Sulla base di tali assunti, i Giudici di legittimità hanno ritenuto che il presupposto impositivo si realizzi alla scadenza dell’atto di trust, ovvero nel momento in cui il trustee avrà realizzato il programma e i beni immobili saranno trasferiti ai beneficiari indicati nell’atto istitutivo: «Il trasferimento del bene dal “settlor” al “trustee” avviene a titolo gratuito e non determina effetti traslativi, poiché non ne comporta l’attribuzione definitiva allo stesso, che è tenuto solo ad amministrarlo ed a custodirlo, in regime di segregazione patrimoniale, in vista del suo ritrasferimento ai beneficiari del “trust”: detto atto, pertanto, è soggetto a tassazione in misura fissa, sia per quanto attiene all’imposta di registro che alle imposte ipotecaria e catastale» (Cass. civ., Sez. V, 17 gennaio 2018, n. 975).
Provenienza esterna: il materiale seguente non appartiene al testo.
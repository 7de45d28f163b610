//! Common traits used throughout the crate

use rand_core::{CryptoRng, RngCore};

use crate::bytearray::ByteArray;
use crate::error::{HfsResult, KemResult};
use crate::hfs::HfsKeyPair;
use crate::KeyPair;

/// Common trait for all crypto components
pub trait CryptoComponent {
    /// Name of this algorithm
    fn name() -> &'static str;
}

/// Cryptographically secure random number source
///
/// Blanket-implemented for everything that implements [`RngCore`] and [`CryptoRng`].
pub trait Rng: RngCore + CryptoRng {}

impl<T: RngCore + CryptoRng> Rng for T {}

/// Common trait for all key encapsulation mechanisms
///
/// Key, ciphertext and shared secret sizes are published through the
/// [`ByteArray::len`] of the associated types.
pub trait Kem: CryptoComponent {
    type SecretKey: ByteArray;
    type PubKey: ByteArray;
    type Ct: ByteArray;
    type Ss: ByteArray;

    /// Generate a keypair
    fn genkey<R: Rng>(rng: &mut R) -> KemResult<KeyPair<Self::PubKey, Self::SecretKey>>;

    /// Encapsulate a public key and return the ciphertext and shared secret
    fn encapsulate<R: Rng>(pk: &[u8], rng: &mut R) -> KemResult<(Self::Ct, Self::Ss)>;

    /// Decapsulate ciphertext with secret key and return the shared secret
    fn decapsulate(ct: &[u8], sk: &[u8]) -> KemResult<Self::Ss>;

    /// Public key length in bytes
    fn pubkey_len() -> usize {
        Self::PubKey::len()
    }

    /// Ciphertext length in bytes
    fn ct_len() -> usize {
        Self::Ct::len()
    }

    /// Shared secret length in bytes
    fn ss_len() -> usize {
        Self::Ss::len()
    }
}

/// Keypair type produced and consumed by the HFS function `F`
pub type HfsKeys<F> = HfsKeyPair<
    <F as Hfs>::PubKey1,
    <F as Hfs>::SecretKey,
    <F as Hfs>::PubKey2,
    <F as Hfs>::Output,
>;

/// Hybrid forward secrecy function for the Noise HFS extension
///
/// Implementors are stateless and used through static dispatch, so the same
/// function can serve any number of concurrent handshakes.
///
/// The HFS function is invoked by the handshake driver only for the `f` and
/// `ff` tokens:
///
/// * For the first `f` token of the handshake (sent by the initiator),
///   [`Hfs::genkey_f`] is called without a remote key.
/// * For the second `f` token (sent by the responder),
///   [`Hfs::genkey_f`] is called with the initiator's freshly received key.
/// * For the `ff` token, both parties call [`Hfs::ff`] with their own keypair
///   and the peer's public bytes.
pub trait Hfs: CryptoComponent + Sized {
    /// Public key sent with the first `f` token
    type PubKey1: ByteArray;
    /// Public key sent with the second `f` token
    type PubKey2: ByteArray;
    /// Secret key held by the initiator between `f` and `ff`
    type SecretKey: ByteArray;
    /// Output of the `ff` calculation
    type Output: ByteArray;

    /// Generate a new HFS keypair relative to remote public key `rf`
    ///
    /// `rf` is `None` for the first `f` token and contains the peer's public
    /// key for the second one.
    ///
    /// # Errors
    /// * [`crate::error::HfsError::InvalidKeyLength`] if `rf` is not [`Hfs::f_len_1`] bytes
    fn genkey_f<R: Rng>(rng: &mut R, rf: Option<&[u8]>) -> HfsResult<HfsKeys<Self>>;

    /// Mix a local keypair with a remote public key
    ///
    /// Consumes the keypair, which is zeroized afterwards.
    fn ff(keypair: HfsKeys<Self>, pubkey: &[u8]) -> HfsResult<Self::Output>;

    /// Size in bytes of the public key from [`Hfs::genkey_f`] when `rf` is `None`
    fn f_len_1() -> usize {
        Self::PubKey1::len()
    }

    /// Size in bytes of the public key from [`Hfs::genkey_f`] when `rf` is set
    fn f_len_2() -> usize {
        Self::PubKey2::len()
    }

    /// Size in bytes of the [`Hfs::ff`] output
    fn f_len() -> usize {
        Self::Output::len()
    }
}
I Supremi Giudici di legittimità, ‘animati’ dall’evidente intento di pervenire ad una piena comprensione dell’istituto del trust, al relativo inquadramento dogmatico, nonché all’individuazione del regime fiscale applicabile nel rispetto dei principi costituzionali e dei criteri informatori delle vigenti imposte sui trasferimenti immobiliari, ritengono, in estrema sintesi, che la devoluzione dei beni in trust non realizzi il presupposto contributivo necessario al fine dell’applicazione delle imposte indirette in misura proporzionale essendo l’atto di dotazione del trust privo di contenuto patrimoniale: la segregazione, quale effetto naturale del vincolo di destinazione, non comporta alcun reale trasferimento o arricchimento della sfera patrimoniale del trustee con conseguente esclusione dell’imputabilità al medesimo trustee di un fatto manifestativo di capacità contributiva effettiva, come tale assoggettabile alle imposte ipo-catastali in misura proporzionale; il presupposto contributivo si manifesta solo all’atto del trasferimento finale dei beni immobili dal trustee al beneficiario finale indicato, poiché è esclusivamente tale atto a comportare un effettivo trasferimento e relativo arricchimento di detto beneficiario.